◆ **Exercise prompt**
Each record should be output exactly, with every character kept.

(Stored data)
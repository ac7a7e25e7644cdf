//! Gainers / losers list.
//!
//! Rows appear in the order received, one per entry: ticker on the left,
//! direction indicator and change on the right.

use ratatui::{
    buffer::Buffer,
    layout::{Alignment, Constraint, Direction, Layout, Rect},
    style::{Color, Style},
    text::{Line, Span},
    widgets::{Paragraph, Widget},
};
use rust_decimal::{Decimal, RoundingStrategy};

use super::card::card;
use crate::models::RankingEntry;

/// Which side of the rankings a list shows.
#[derive(Clone, Copy, Debug, PartialEq, Eq)]
pub enum Trend {
    Gain,
    Loss,
}

impl Trend {
    /// Card title.
    pub fn title(&self) -> &'static str {
        match self {
            Trend::Gain => "Top Gainers",
            Trend::Loss => "Top Losers",
        }
    }

    /// Direction arrow shown beside each change.
    pub fn indicator(&self) -> &'static str {
        match self {
            Trend::Gain => "▲",
            Trend::Loss => "▼",
        }
    }

    /// Style applied to the indicator and change.
    pub fn style(&self) -> Style {
        match self {
            Trend::Gain => Style::default().fg(Color::Green),
            Trend::Loss => Style::default().fg(Color::Red),
        }
    }
}

/// Display model for one list row.
#[derive(Clone, Debug, PartialEq, Eq)]
pub struct RankingRow {
    pub ticker: String,
    /// Change fixed to two decimals with a trailing `%`.
    pub change: String,
    pub trend: Trend,
}

impl RankingRow {
    /// Plain-text form, e.g. `AAA 5.10%`.
    pub fn label(&self) -> String {
        format!("{} {}", self.ticker, self.change)
    }
}

/// Formats a percentage change to exactly two decimals, e.g. `-3.25%`.
///
/// Halves round away from zero; `Decimal`'s own precision formatting
/// truncates.
pub fn format_change(change: Decimal) -> String {
    let rounded = change.round_dp_with_strategy(2, RoundingStrategy::MidpointAwayFromZero);
    format!("{rounded:.2}%")
}

/// Builds one row per entry, preserving order.
pub fn ranking_rows(entries: &[RankingEntry], trend: Trend) -> Vec<RankingRow> {
    entries
        .iter()
        .map(|e| RankingRow {
            ticker: e.ticker.clone(),
            change: format_change(e.change),
            trend,
        })
        .collect()
}

/// Card listing one side of the rankings.
pub struct RankingsList<'a> {
    entries: &'a [RankingEntry],
    trend: Trend,
}

impl<'a> RankingsList<'a> {
    pub fn new(entries: &'a [RankingEntry], trend: Trend) -> Self {
        Self { entries, trend }
    }
}

impl Widget for RankingsList<'_> {
    fn render(self, area: Rect, buf: &mut Buffer) {
        let block = card(self.trend.title());
        let inner = block.inner(area);
        block.render(area, buf);

        let rows = ranking_rows(self.entries, self.trend);
        let style = self.trend.style();

        let tickers: Vec<Line> = rows
            .iter()
            .map(|r| Line::from(r.ticker.clone()))
            .collect();
        let changes: Vec<Line> = rows
            .iter()
            .map(|r| {
                Line::from(vec![
                    Span::styled(format!("{} ", r.trend.indicator()), style),
                    Span::styled(r.change.clone(), style),
                ])
            })
            .collect();

        let change_width = changes.iter().map(Line::width).max().unwrap_or(0) as u16;
        let columns = Layout::default()
            .direction(Direction::Horizontal)
            .constraints([Constraint::Min(0), Constraint::Length(change_width)])
            .split(inner);

        Paragraph::new(tickers).render(columns[0], buf);
        Paragraph::new(changes)
            .alignment(Alignment::Right)
            .render(columns[1], buf);
    }
}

◆ **Solution for this exercise**
repository ac7a7e25e7644cdf
//! Gainers / losers list.
//!
//! Rows appear in the order received, one per entry: ticker on the left,
//! direction indicator and change on the right.

use ratatui::{
    buffer::Buffer,
    layout::{Alignment, Constraint, Direction, Layout, Rect},
    style::{Color, Style},
    text::{Line, Span},
    widgets::{Paragraph, Widget},
};
use rust_decimal::{Decimal, RoundingStrategy};

use super::card::card;
use crate::models::RankingEntry;

/// Which side of the rankings a list shows.
#[derive(Clone, Copy, Debug, PartialEq, Eq)]
pub enum Trend {
    Gain,
    Loss,
}

impl Trend {
    /// Card title.
    pub fn title(&self) -> &'static str {
        match self {
            Trend::Gain => "Top Gainers",
            Trend::Loss => "Top Losers",
        }
    }

    /// Direction arrow shown beside each change.
    pub fn indicator(&self) -> &'static str {
        match self {
            Trend::Gain => "▲",
            Trend::Loss => "▼",
        }
    }

    /// Style applied to the indicator and change.
    pub fn style(&self) -> Style {
        match self {
            Trend::Gain => Style::default().fg(Color::Green),
            Trend::Loss => Style::default().fg(Color::Red),
        }
    }
}

/// Display model for one list row.
#[derive(Clone, Debug, PartialEq, Eq)]
pub struct RankingRow {
    pub ticker: String,
    /// Change fixed to two decimals with a trailing `%`.
    pub change: String,
    pub trend: Trend,
}

impl RankingRow {
    /// Plain-text form, e.g. `AAA 5.10%`.
    pub fn label(&self) -> String {
        format!("{} {}", self.ticker, self.change)
    }
}

/// Formats a percentage change to exactly two decimals, e.g. `-3.25%`.
///
/// Halves round away from zero; `Decimal`'s own precision formatting
/// truncates.
pub fn format_change(change: Decimal) -> String {
    let rounded = change.round_dp_with_strategy(2, RoundingStrategy::MidpointAwayFromZero);
    format!("{rounded:.2}%")
}

/// Builds one row per entry, preserving order.
pub fn ranking_rows(entries: &[RankingEntry], trend: Trend) -> Vec<RankingRow> {
    entries
        .iter()
        .map(|e| RankingRow {
            ticker: e.ticker.clone(),
            change: format_change(e.change),
            trend,
        })
        .collect()
}

/// Card listing one side of the rankings.
pub struct RankingsList<'a> {
    entries: &'a [RankingEntry],
    trend: Trend,
}

impl<'a> RankingsList<'a> {
    pub fn new(entries: &'a [RankingEntry], trend: Trend) -> Self {
        Self { entries, trend }
    }
}

impl Widget for RankingsList<'_> {
    fn render(self, area: Rect, buf: &mut Buffer) {
        let block = card(self.trend.title());
        let inner = block.inner(area);
        block.render(area, buf);

        let rows = ranking_rows(self.entries, self.trend);
        let style = self.trend.style();

        let tickers: Vec<Line> = rows
            .iter()
            .map(|r| Line::from(r.ticker.clone()))
            .collect();
        let changes: Vec<Line> = rows
            .iter()
            .map(|r| {
                Line::from(vec![
                    Span::styled(format!("{} ", r.trend.indicator()), style),
                    Span::styled(r.change.clone(), style),
                ])
            })
            .collect();

        let change_width = changes.iter().map(Line::width).max().unwrap_or(0) as u16;
        let columns = Layout::default()
            .direction(Direction::Horizontal)
            .constraints([Constraint::Min(0), Constraint::Length(change_width)])
            .split(inner);

        Paragraph::new(tickers).render(columns[0], buf);
        Paragraph::new(changes)
            .alignment(Alignment::Right)
            .render(columns[1], buf);
    }
}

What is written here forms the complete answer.